论文标题
将语义引入语音编码器中
Introducing Semantics into Speech Encoders
论文作者
论文摘要
最近的研究发现,现有的自我监督语音编码器主要包含声学而不是语义信息。结果,对大型语言模型(LLM)系统的管道监督自动语音识别(ASR)通过利用LLM的丰富语义表示来实现语义口语任务的最新结果。这些系统以标记的音频转录为代价,这是昂贵且耗时的。我们提出了一种任务无关的方式,将LLMS的语义信息纳入自我监督的语音编码器,而无需标记音频转录。通过介绍语义,我们将现有的语音编码语言理解性能提高了10 \%的意图分类,并在指定的实体分辨率和插槽填充中获得了适度的收益,并将FF1得分的口头问题提高了2 \%。我们的无监督方法的性能与在超过100个小时的标记音频成绩单上训练的有监督方法相似,这证明了对现有语音编码者无监督语义增强的可行性。

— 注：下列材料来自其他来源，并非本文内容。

// Copyright (C) 2025 FZI Forschungszentrum Informatik
// SPDX-License-Identifier: Apache-2.0

use super::*;

use crate::config::Features;

#[test]
fn rv64gc_layout() {
    let model = riscv::model(&Features::RV64GC);
    assert_eq!(model.raw_count(), 66);
    assert_eq!(model.len(), 68 + 32 + 32);
    assert_eq!(model.find("sp"), Some(riscv::SP));
    assert_eq!(model.find("x2"), Some(riscv::SP));
    assert_eq!(model.find("s0"), Some(riscv::FP));
    assert_eq!(model.find("fp"), Some(riscv::FP));
    assert_eq!(model.find("f10"), Some(riscv::FA0));
    assert_eq!(model.find("fcsr"), Some(riscv::FCSR));
    assert_eq!(model.find("frm"), Some(riscv::FRM));
    assert_eq!(model.find("a0.w"), Some(68 + 10));
    assert_eq!(model.find("fa0.s"), Some(68 + 32 + 10));
    assert_eq!(model.find("x32"), None);
    assert_eq!(model.name(riscv::FFLAGS), Some("fflags"));
    assert_eq!(model.name(riscv::x(31)), Some("t6"));
    assert_eq!(model.width(riscv::PC), Some(8));
    assert_eq!(model.width(riscv::f(0)), Some(8));
    assert_eq!(model.width(riscv::FCSR), Some(4));
    assert!(model.is_pseudo(riscv::FRM));
    assert!(!model.is_pseudo(riscv::FCSR));
    assert!(model.is_read_only(riscv::ZERO));
    assert!(!model.is_read_only(riscv::RA));
    assert_eq!(model.group(Group::Float).count(), 32);
    assert_eq!(model.group(Group::General).count(), 33);
    assert_eq!(model.group(Group::Pseudo).count(), 64);
}

#[test]
fn rv32e_layout() {
    let features = Features {
        embedded: true,
        ..Features::RV32IMAC
    };
    let model = riscv::model(&features);
    assert_eq!(model.raw_count(), 66);
    assert_eq!(model.len(), 66);
    assert_eq!(model.find("a5"), Some(15));
    assert_eq!(model.find("a6"), None);
    assert_eq!(model.find("ft0"), None);
    assert_eq!(model.find("frm"), None);
    assert_eq!(model.width(riscv::PC), Some(4));

    let mut regs = RegisterFile::new(&model);
    assert_eq!(regs.set(16, 1), Err(Error::NoRegister(16)));
    assert_eq!(regs.set(riscv::FCSR, 1), Err(Error::NoRegister(riscv::FCSR)));
    assert_eq!(regs.set(riscv::A0, 0x1_0000_0001), Ok(()));
    assert_eq!(regs.get(riscv::A0), Some(1));
}

#[test]
fn dwarf() {
    let model = riscv::model(&Features::RV64GC);
    assert_eq!(model.from_dwarf(2), Some(riscv::SP));
    assert_eq!(model.from_dwarf(42), Some(riscv::FA0));
    assert_eq!(model.from_dwarf(64), None);

    let model = riscv::model(&Features::RV32I);
    assert_eq!(model.from_dwarf(31), Some(riscv::x(31)));
    assert_eq!(model.from_dwarf(32), None);
}

#[test]
fn fcsr_fields() {
    let model = riscv::model(&Features::RV64GC);
    let mut regs = RegisterFile::new(&model);
    regs.set(riscv::FCSR, 0xff).unwrap();
    assert_eq!(model.read_value(&mut regs, riscv::FFLAGS), Ok(0x1f));
    assert_eq!(model.read_value(&mut regs, riscv::FRM), Ok(0x7));

    model.write_value(&mut regs, riscv::FFLAGS, 0x35).unwrap();
    assert_eq!(regs.get(riscv::FCSR), Some(0xf5));
    model.write_value(&mut regs, riscv::FRM, 0x2).unwrap();
    assert_eq!(regs.get(riscv::FCSR), Some(0x55));
}

#[test]
fn word_views() {
    let model = riscv::model(&Features::RV64GC);
    let mut regs = RegisterFile::new(&model);
    let a0w = model.find("a0.w").unwrap();

    model.write_value(&mut regs, a0w, 0x8000_0000).unwrap();
    assert_eq!(regs.get(riscv::A0), Some(0xffff_ffff_8000_0000));
    assert_eq!(model.read_value(&mut regs, a0w), Ok(0x8000_0000));

    model.write_value(&mut regs, a0w, 0x7fff_ffff).unwrap();
    assert_eq!(regs.get(riscv::A0), Some(0x7fff_ffff));

    regs.set(riscv::A0, 0x1234_5678_9abc_def0).unwrap();
    assert_eq!(model.read_value(&mut regs, a0w), Ok(0x9abc_def0));

    let zero = model.find("zero.w").unwrap();
    assert_eq!(
        model.write_value(&mut regs, zero, 1),
        Err(Error::ReadOnly(zero))
    );
}

#[test]
fn single_views() {
    let model = riscv::model(&Features::RV64GC);
    let mut regs = RegisterFile::new(&model);
    let fa0s = model.find("fa0.s").unwrap();

    regs.set(riscv::FA0, 0xffff_ffff_3f80_0000).unwrap();
    assert_eq!(model.read_value(&mut regs, fa0s), Ok(0x3f80_0000));

    model.write_value(&mut regs, fa0s, 0x4000_0000).unwrap();
    assert_eq!(regs.get(riscv::FA0), Some(0xffff_ffff_4000_0000));
}

#[test]
fn pseudo_roundtrip() {
    const VALUES: [u64; 6] = [0, 1, 0x5a, 0x7fff_ffff, 0x8000_0000, 0xffff_ffff];

    for features in [Features::RV64GC, Features::RV64GC.with_endian(Endian::Big)] {
        let model = riscv::model(&features);
        let mut regs = RegisterFile::new(&model);
        for regnum in model.raw_count() as RegNum..model.len() as RegNum {
            let Some(Layout::Pseudo(composition)) = model.get(regnum).map(|r| r.layout) else {
                panic!("Not a pseudo register: {regnum}");
            };
            if model.is_read_only(regnum) {
                continue;
            }
            let bits = match composition {
                Composition::Bitfield { bits, .. } => bits.into(),
                _ => 8 * model.width(regnum).unwrap() as u32,
            };
            for value in VALUES.iter().map(|v| v & ((1 << bits) - 1)) {
                model.write_value(&mut regs, regnum, value).unwrap();
                assert_eq!(model.read_value(&mut regs, regnum), Ok(value), "{regnum}");
            }
        }
    }
}

#[test]
fn read_only() {
    let model = riscv::model(&Features::RV32I);
    let mut regs = RegisterFile::new(&model);
    assert_eq!(
        model.write_value(&mut regs, riscv::ZERO, 1),
        Err(Error::ReadOnly(riscv::ZERO))
    );
    assert_eq!(model.read_value(&mut regs, riscv::ZERO), Ok(0));
}

#[test]
fn width_mismatch() {
    let model = riscv::model(&Features::RV64GC);
    let mut regs = RegisterFile::new(&model);
    let mut buf = [0u8; 4];
    assert_eq!(
        model.read(&mut regs, riscv::SP, &mut buf),
        Err(Error::Width {
            regnum: riscv::SP,
            expected: 8,
            actual: 4,
        })
    );
    assert_eq!(
        regs.write_register(riscv::SP, &buf),
        Err(Error::Width {
            regnum: riscv::SP,
            expected: 8,
            actual: 4,
        })
    );
}

#[test]
fn error_display() {
    use alloc::string::ToString;

    let width = Error::<Infallible>::Width {
        regnum: riscv::SP,
        expected: 8,
        actual: 4,
    };
    assert_eq!(
        width.to_string(),
        "Register 2 is 8 bytes wide, buffer holds 4"
    );
    assert_eq!(
        Error::<Infallible>::ReadOnly(riscv::ZERO).to_string(),
        "Register 0 is read-only"
    );
    assert_eq!(Error::<Infallible>::NoRegister(300).to_string(), "No register 300");
}

fn pair_model(endian: Endian) -> RegisterModel {
    let mut model = RegisterModel::new(endian);
    let low = model.push(Register::raw("lo", 4, Group::General));
    let high = model.push(Register::raw("hi", 4, Group::General));
    model.push(Register::raw("wide", 8, Group::General));
    model.push(Register::pseudo(
        "pair",
        8,
        Group::Pseudo,
        Composition::Concat { low, high },
    ));
    model.push(Register::pseudo(
        "upper",
        4,
        Group::Pseudo,
        Composition::Half { raw: 2, high: true },
    ));
    model
}

#[test]
fn concat() {
    for endian in [Endian::Little, Endian::Big] {
        let model = pair_model(endian);
        assert_eq!(model.raw_count(), 3);
        let mut regs = RegisterFile::new(&model);
        let pair = model.find("pair").unwrap();

        model
            .write_value(&mut regs, pair, 0x1122_3344_5566_7788)
            .unwrap();
        assert_eq!(regs.get(0), Some(0x5566_7788));
        assert_eq!(regs.get(1), Some(0x1122_3344));
        assert_eq!(
            model.read_value(&mut regs, pair),
            Ok(0x1122_3344_5566_7788)
        );
    }
}

#[test]
fn high_half() {
    for endian in [Endian::Little, Endian::Big] {
        let model = pair_model(endian);
        let mut regs = RegisterFile::new(&model);
        let upper = model.find("upper").unwrap();

        regs.set(2, 0x1122_3344_5566_7788).unwrap();
        assert_eq!(model.read_value(&mut regs, upper), Ok(0x1122_3344));
        model.write_value(&mut regs, upper, 0xaabb_ccdd).unwrap();
        assert_eq!(regs.get(2), Some(0xaabb_ccdd_5566_7788));
    }
}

Recent studies find existing self-supervised speech encoders contain primarily acoustic rather than semantic information. As a result, pipelined supervised automatic speech recognition (ASR) to large language model (LLM) systems achieve state-of-the-art results on semantic spoken language tasks by utilizing rich semantic representations from the LLM. These systems come at the cost of labeled audio transcriptions, which is expensive and time-consuming to obtain. We propose a task-agnostic unsupervised way of incorporating semantic information from LLMs into self-supervised speech encoders without labeled audio transcriptions. By introducing semantics, we improve existing speech encoder spoken language understanding performance by over 10\% on intent classification, with modest gains in named entity resolution and slot filling, and spoken question answering FF1 score by over 2\%. Our unsupervised approach achieves similar performance as supervised methods trained on over 100 hours of labeled audio transcripts, demonstrating the feasibility of unsupervised semantic augmentations to existing speech encoders.